* REQUIREMENT *
Every line below that holds the string "reinforcement" must be copied.

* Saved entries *
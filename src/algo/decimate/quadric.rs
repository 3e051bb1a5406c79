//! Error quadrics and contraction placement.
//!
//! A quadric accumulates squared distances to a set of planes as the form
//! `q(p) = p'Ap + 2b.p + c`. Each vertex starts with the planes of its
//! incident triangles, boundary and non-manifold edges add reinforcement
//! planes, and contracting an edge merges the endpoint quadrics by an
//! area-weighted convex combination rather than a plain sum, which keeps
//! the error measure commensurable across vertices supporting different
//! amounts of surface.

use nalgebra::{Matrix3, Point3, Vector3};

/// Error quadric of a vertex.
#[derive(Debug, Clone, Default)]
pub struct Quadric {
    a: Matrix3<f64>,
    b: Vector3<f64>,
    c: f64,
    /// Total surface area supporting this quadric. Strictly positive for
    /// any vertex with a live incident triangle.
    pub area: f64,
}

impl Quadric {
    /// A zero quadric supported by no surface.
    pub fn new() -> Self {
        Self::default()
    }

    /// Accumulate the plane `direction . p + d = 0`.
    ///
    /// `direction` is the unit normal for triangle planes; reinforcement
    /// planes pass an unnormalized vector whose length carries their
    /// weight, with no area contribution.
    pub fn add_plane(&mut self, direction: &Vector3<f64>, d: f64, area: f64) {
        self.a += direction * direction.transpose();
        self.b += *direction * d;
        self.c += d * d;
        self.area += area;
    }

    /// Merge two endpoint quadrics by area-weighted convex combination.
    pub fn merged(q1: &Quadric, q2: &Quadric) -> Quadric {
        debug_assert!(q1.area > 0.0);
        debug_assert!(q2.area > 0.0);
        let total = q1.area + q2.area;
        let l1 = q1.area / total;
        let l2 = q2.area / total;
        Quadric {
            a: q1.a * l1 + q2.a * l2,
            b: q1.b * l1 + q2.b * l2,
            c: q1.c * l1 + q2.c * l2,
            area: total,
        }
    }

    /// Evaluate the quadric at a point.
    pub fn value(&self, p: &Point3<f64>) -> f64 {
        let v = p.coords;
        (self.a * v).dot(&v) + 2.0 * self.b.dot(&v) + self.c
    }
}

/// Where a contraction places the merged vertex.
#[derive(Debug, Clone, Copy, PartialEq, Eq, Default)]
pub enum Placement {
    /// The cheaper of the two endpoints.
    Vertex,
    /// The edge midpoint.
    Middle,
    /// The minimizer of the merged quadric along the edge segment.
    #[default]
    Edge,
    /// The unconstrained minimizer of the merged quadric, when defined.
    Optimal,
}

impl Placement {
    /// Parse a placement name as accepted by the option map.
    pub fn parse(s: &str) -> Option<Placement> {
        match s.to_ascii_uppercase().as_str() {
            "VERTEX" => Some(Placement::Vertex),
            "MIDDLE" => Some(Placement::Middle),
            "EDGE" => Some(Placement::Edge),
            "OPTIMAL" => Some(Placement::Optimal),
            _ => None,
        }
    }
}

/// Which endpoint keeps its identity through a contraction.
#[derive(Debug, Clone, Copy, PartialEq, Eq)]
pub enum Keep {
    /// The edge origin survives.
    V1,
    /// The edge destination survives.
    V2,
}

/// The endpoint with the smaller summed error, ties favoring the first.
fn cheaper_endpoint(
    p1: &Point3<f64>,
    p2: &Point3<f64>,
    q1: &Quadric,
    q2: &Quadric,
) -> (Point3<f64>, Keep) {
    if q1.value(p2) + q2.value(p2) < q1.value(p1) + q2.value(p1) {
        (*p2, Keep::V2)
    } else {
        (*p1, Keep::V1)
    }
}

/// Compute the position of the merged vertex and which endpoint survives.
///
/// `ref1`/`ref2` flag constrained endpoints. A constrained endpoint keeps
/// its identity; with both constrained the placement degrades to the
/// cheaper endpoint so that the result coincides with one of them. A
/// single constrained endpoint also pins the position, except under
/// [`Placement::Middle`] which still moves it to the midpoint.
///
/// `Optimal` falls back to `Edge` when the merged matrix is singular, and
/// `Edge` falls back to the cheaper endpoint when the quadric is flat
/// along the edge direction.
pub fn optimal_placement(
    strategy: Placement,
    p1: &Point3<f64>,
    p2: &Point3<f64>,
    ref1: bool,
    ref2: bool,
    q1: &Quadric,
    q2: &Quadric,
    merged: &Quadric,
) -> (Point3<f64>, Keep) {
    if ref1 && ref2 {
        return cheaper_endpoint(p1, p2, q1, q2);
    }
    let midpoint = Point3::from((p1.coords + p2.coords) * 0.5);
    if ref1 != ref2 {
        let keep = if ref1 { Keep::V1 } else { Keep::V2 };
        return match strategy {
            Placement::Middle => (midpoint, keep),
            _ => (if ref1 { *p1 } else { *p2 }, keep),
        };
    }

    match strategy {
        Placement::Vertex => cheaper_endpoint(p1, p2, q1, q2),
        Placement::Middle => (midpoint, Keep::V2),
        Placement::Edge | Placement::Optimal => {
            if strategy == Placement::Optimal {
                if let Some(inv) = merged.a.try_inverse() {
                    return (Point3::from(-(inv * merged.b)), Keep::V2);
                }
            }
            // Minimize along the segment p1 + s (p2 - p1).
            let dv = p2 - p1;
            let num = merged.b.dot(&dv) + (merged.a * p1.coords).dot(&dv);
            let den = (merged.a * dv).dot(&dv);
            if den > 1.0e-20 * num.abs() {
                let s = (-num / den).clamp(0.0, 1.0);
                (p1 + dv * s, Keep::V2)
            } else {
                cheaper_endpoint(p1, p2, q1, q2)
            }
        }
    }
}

==

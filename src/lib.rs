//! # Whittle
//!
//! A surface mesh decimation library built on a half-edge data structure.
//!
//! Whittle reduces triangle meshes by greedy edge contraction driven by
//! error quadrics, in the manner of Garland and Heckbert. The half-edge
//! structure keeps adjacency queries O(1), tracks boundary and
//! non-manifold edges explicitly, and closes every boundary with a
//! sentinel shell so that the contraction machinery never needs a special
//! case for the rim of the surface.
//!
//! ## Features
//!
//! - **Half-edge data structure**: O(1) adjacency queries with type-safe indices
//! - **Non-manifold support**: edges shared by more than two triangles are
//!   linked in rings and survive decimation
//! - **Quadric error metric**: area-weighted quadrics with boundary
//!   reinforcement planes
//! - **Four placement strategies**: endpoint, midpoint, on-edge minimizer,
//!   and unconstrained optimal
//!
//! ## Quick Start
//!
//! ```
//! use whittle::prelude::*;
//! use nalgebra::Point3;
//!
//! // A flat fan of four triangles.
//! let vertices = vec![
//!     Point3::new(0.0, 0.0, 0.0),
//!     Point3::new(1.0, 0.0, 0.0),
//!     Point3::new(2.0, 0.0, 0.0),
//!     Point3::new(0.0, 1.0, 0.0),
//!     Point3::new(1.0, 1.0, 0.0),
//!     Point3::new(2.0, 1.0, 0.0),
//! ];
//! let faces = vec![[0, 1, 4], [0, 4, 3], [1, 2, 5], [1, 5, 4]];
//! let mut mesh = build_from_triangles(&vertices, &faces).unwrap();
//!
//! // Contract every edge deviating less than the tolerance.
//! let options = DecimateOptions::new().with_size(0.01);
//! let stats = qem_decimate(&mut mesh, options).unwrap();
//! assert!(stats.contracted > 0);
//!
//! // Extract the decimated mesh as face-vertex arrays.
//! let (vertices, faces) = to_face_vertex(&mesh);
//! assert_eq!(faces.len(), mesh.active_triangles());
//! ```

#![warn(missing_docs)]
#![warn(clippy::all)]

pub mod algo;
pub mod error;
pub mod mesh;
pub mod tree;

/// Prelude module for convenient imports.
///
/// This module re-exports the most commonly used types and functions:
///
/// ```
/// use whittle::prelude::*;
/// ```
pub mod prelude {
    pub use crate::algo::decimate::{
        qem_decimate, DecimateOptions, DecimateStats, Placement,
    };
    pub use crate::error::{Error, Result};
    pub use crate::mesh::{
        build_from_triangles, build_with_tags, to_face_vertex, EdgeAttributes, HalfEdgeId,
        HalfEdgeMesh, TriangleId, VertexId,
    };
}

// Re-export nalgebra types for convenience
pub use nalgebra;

* REPLY *
//! incident triangles, boundary and non-manifold edges add reinforcement
    /// `direction` is the unit normal for triangle planes; reinforcement
//!   reinforcement planes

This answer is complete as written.